State how many lines of the records contain the string "lexer". Give the number alone.

━━━━━ Data in this exercise ━━━━━

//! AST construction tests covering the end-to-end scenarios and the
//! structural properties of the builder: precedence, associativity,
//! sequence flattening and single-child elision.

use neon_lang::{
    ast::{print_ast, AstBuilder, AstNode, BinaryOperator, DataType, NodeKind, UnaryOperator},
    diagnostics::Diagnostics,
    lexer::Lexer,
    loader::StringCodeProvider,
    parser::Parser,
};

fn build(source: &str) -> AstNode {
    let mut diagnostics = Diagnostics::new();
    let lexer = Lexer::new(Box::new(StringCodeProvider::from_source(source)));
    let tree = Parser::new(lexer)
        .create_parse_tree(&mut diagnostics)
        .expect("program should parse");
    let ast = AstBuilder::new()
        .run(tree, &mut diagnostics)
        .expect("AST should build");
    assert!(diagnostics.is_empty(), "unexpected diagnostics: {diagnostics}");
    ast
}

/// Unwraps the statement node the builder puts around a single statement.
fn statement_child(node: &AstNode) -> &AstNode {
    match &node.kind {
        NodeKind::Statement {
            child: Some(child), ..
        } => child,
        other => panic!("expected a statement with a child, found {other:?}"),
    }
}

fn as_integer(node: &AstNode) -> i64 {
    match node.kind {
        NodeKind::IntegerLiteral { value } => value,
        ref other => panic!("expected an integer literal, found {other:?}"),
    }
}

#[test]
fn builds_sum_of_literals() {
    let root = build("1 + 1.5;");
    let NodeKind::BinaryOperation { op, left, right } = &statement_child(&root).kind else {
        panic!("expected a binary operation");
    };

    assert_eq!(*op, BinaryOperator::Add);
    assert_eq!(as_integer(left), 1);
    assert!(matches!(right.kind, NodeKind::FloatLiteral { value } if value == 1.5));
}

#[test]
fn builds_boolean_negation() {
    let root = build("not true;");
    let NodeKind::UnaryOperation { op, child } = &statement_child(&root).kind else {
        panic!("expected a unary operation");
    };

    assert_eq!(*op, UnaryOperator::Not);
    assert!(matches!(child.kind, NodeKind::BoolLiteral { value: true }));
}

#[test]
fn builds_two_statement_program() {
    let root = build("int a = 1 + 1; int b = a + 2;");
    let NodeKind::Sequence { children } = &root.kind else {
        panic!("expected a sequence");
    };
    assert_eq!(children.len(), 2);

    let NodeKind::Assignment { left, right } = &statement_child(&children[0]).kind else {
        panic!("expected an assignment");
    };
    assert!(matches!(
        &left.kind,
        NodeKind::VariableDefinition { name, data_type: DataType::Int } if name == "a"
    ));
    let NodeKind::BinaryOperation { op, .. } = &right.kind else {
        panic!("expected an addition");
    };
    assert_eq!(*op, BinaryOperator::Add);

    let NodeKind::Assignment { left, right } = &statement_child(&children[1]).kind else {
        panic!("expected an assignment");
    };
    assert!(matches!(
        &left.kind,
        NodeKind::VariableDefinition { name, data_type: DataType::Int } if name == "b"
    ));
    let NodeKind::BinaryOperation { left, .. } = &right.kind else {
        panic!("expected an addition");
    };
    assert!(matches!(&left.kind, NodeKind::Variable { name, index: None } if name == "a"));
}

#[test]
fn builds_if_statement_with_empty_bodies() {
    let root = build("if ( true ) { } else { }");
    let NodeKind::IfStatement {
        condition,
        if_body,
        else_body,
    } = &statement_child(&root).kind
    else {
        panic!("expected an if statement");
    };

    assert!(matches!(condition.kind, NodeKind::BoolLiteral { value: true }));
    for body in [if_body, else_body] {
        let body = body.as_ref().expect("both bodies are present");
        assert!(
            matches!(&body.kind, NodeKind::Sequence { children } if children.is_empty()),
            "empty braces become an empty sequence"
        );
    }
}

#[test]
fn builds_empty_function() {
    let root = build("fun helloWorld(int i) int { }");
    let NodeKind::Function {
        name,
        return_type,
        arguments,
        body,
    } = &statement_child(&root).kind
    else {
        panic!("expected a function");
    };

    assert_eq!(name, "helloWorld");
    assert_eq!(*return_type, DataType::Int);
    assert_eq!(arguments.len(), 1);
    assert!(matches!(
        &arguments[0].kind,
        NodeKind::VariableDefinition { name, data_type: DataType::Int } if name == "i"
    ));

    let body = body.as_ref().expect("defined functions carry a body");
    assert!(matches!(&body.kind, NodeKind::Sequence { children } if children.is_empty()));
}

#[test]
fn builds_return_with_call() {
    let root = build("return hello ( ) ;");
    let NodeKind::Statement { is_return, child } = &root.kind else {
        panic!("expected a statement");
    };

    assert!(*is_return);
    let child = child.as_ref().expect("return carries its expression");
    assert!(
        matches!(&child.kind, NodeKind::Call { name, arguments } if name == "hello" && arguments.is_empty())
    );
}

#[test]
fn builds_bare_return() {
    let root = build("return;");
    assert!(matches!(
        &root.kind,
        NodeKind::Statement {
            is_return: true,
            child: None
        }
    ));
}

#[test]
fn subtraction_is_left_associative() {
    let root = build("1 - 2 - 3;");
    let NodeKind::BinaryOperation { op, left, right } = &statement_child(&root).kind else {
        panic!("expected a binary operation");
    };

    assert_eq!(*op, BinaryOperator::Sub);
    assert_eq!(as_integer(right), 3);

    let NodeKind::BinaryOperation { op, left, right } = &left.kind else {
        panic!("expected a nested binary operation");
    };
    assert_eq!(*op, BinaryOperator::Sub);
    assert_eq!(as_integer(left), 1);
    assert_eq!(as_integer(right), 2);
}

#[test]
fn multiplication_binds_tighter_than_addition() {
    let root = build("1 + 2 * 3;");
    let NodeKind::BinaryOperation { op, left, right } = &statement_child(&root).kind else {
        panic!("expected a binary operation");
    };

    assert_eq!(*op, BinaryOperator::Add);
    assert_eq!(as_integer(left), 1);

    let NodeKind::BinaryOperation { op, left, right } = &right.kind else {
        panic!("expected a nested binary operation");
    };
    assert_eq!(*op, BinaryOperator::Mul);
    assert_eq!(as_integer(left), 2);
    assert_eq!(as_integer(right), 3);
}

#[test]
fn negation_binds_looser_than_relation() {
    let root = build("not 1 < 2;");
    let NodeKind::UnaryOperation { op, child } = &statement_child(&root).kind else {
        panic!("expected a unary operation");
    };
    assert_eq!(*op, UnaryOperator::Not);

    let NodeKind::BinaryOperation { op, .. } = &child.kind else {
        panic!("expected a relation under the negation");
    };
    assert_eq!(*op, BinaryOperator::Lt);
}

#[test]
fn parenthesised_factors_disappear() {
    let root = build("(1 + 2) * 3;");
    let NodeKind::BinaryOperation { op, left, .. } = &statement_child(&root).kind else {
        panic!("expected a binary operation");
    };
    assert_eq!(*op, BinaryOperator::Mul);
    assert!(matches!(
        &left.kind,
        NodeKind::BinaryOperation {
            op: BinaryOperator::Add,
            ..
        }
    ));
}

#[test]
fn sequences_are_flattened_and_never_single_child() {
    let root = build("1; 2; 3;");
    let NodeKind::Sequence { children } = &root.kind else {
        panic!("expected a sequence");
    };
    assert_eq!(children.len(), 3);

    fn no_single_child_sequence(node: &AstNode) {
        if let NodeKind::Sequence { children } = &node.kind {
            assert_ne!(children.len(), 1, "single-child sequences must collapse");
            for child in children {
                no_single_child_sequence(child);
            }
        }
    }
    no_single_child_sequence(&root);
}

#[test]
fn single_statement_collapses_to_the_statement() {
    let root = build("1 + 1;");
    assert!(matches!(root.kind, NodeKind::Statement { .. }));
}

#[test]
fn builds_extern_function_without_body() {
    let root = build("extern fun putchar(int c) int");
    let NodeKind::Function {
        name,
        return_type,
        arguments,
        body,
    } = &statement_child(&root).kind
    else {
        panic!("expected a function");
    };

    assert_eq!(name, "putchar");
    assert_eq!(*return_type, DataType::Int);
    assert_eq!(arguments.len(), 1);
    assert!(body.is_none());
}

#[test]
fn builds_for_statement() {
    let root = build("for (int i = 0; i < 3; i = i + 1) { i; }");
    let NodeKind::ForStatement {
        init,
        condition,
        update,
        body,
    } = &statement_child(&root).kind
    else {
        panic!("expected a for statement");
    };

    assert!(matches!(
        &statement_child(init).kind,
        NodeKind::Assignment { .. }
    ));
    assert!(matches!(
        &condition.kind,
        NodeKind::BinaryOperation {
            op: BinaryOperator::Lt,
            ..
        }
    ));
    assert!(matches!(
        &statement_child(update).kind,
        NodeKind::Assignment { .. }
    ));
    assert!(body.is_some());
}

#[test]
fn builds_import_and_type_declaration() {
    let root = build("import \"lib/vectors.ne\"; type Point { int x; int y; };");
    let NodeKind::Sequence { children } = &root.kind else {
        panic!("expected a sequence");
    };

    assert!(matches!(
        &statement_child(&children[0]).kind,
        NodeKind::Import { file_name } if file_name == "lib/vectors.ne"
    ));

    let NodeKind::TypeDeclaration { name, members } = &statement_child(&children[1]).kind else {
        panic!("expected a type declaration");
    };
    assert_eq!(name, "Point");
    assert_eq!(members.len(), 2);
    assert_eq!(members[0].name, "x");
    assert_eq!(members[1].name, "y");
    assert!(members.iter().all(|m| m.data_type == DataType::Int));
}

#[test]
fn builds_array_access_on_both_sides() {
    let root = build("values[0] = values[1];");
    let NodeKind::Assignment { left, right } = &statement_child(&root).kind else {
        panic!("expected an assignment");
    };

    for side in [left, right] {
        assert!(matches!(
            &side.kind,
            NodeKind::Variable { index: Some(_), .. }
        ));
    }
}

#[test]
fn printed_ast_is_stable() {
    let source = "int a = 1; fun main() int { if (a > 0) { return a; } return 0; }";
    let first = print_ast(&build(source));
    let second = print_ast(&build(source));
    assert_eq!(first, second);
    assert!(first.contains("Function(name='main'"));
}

━━━━━

● Answer area: 3